*HOW TO COMPLETE THIS TASK*.
Nothing but a number should be given: how many lines of the records include "cost"?

--- ENTRIES SUPPLIED ---

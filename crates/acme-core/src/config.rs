//! # Pricing Configuration
//!
//! Serde model of a store's catalog, offers and delivery tiers, and the
//! builder that turns it into shared [`PricingRules`].
//!
//! ## Configuration Sources
//! ```text
//! ┌─────────────────────────────────────────────────────────────────────────┐
//! │                                                                         │
//! │  JSON text ──► PricingConfig::from_json ──┐                             │
//! │                                           ├──► build() ──► PricingRules │
//! │  PricingConfig::acme_widgets() ───────────┘        │                    │
//! │                                                    ├── validate products│
//! │                                                    ├── unique codes     │
//! │                                                    ├── offer codes exist│
//! │                                                    └── base tier present│
//! └─────────────────────────────────────────────────────────────────────────┘
//! ```
//!
//! ## JSON Shape
//! ```json
//! {
//!   "products": [{ "code": "R01", "name": "Red Widget", "price": 32.95 }],
//!   "delivery": { "tiers": [{ "threshold": 0, "cost": 4.95 }] },
//!   "offers": [{ "type": "buy_one_get_second_half_price", "product_code": "R01" }]
//! }
//! ```
//!
//! Reading the text from disk is the caller's job; this module does no I/O.

use std::sync::Arc;

use serde::{Deserialize, Serialize};
use tracing::info;

use crate::basket::PricingRules;
use crate::catalog::Catalog;
use crate::delivery::{DeliveryTier, TieredDeliveryRule};
use crate::error::{CoreError, CoreResult};
use crate::money::Money;
use crate::offer::{BuyOneGetSecondHalfPrice, Offer};
use crate::types::Product;

/// Complete pricing setup for one store.
#[derive(Debug, Clone, PartialEq, Eq, Serialize, Deserialize)]
#[serde(deny_unknown_fields)]
pub struct PricingConfig {
    pub products: Vec<ProductConfig>,
    pub delivery: DeliveryConfig,
    #[serde(default)]
    pub offers: Vec<OfferConfig>,
}

/// Catalog entry as written in config.
#[derive(Debug, Clone, PartialEq, Eq, Serialize, Deserialize)]
#[serde(deny_unknown_fields)]
pub struct ProductConfig {
    pub code: String,
    pub name: String,
    pub price: Money,
}

/// Delivery tiers, in any order.
#[derive(Debug, Clone, PartialEq, Eq, Serialize, Deserialize)]
#[serde(deny_unknown_fields)]
pub struct DeliveryConfig {
    pub tiers: Vec<DeliveryTier>,
}

/// Supported offer kinds.
#[derive(Debug, Clone, PartialEq, Eq, Serialize, Deserialize)]
#[serde(tag = "type", rename_all = "snake_case")]
pub enum OfferConfig {
    /// Every second unit of `product_code` is half price.
    BuyOneGetSecondHalfPrice { product_code: String },
}

impl OfferConfig {
    /// Product the offer targets.
    pub fn product_code(&self) -> &str {
        match self {
            OfferConfig::BuyOneGetSecondHalfPrice { product_code } => product_code,
        }
    }

    fn to_offer(&self) -> Box<dyn Offer> {
        match self {
            OfferConfig::BuyOneGetSecondHalfPrice { product_code } => {
                Box::new(BuyOneGetSecondHalfPrice::new(product_code.clone()))
            }
        }
    }
}

impl PricingConfig {
    /// Parses a config from JSON text.
    ///
    /// Only the shape is checked here; [`PricingConfig::build`] validates
    /// the values.
    pub fn from_json(json: &str) -> CoreResult<Self> {
        Ok(serde_json::from_str(json)?)
    }

    /// The Acme Widget Co price list.
    ///
    /// | Code | Product      | Price  |
    /// |------|--------------|--------|
    /// | R01  | Red Widget   | $32.95 |
    /// | G01  | Green Widget | $24.95 |
    /// | B01  | Blue Widget  | $7.95  |
    ///
    /// Delivery: under $50 → $4.95, under $90 → $2.95, otherwise free.
    /// Offer: buy one red widget, get the second half price.
    pub fn acme_widgets() -> Self {
        let product = |code: &str, name: &str, cents: i64| ProductConfig {
            code: code.to_string(),
            name: name.to_string(),
            price: Money::from_cents(cents),
        };
        let tier = |threshold: i64, cost: i64| {
            DeliveryTier::new(Money::from_cents(threshold), Money::from_cents(cost))
        };

        PricingConfig {
            products: vec![
                product("R01", "Red Widget", 3295),
                product("G01", "Green Widget", 2495),
                product("B01", "Blue Widget", 795),
            ],
            delivery: DeliveryConfig {
                tiers: vec![tier(0, 495), tier(5000, 295), tier(9000, 0)],
            },
            offers: vec![OfferConfig::BuyOneGetSecondHalfPrice {
                product_code: "R01".to_string(),
            }],
        }
    }

    /// Validates the config and builds shared pricing rules.
    ///
    /// ## Errors
    /// - [`CoreError::Validation`] for a bad product or tier value
    /// - [`CoreError::DuplicateCode`] for a repeated product code
    /// - [`CoreError::UnknownOfferProduct`] for an offer on a missing product
    /// - [`CoreError::MissingBaseTier`] when no tier starts at zero
    pub fn build(&self) -> CoreResult<PricingRules> {
        let products = self
            .products
            .iter()
            .map(|p| Product::new(p.code.as_str(), p.name.as_str(), p.price))
            .collect::<CoreResult<Vec<_>>>()?;
        let catalog = Catalog::new(products)?;

        let offers = self
            .offers
            .iter()
            .map(|offer| {
                if catalog.contains(offer.product_code()) {
                    Ok(offer.to_offer())
                } else {
                    Err(CoreError::UnknownOfferProduct(offer.product_code().to_string()))
                }
            })
            .collect::<CoreResult<Vec<_>>>()?;

        let delivery = TieredDeliveryRule::new(self.delivery.tiers.iter().copied())?;

        info!(
            products = catalog.len(),
            offers = offers.len(),
            tiers = delivery.tiers().len(),
            "Pricing rules built"
        );

        Ok(PricingRules::new(Arc::new(catalog), Arc::new(delivery), offers))
    }
}

impl Default for PricingConfig {
    fn default() -> Self {
        PricingConfig::acme_widgets()
    }
}

// =============================================================================
// Unit Tests
// =============================================================================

---

*EXERCISE OUTPUT*.
3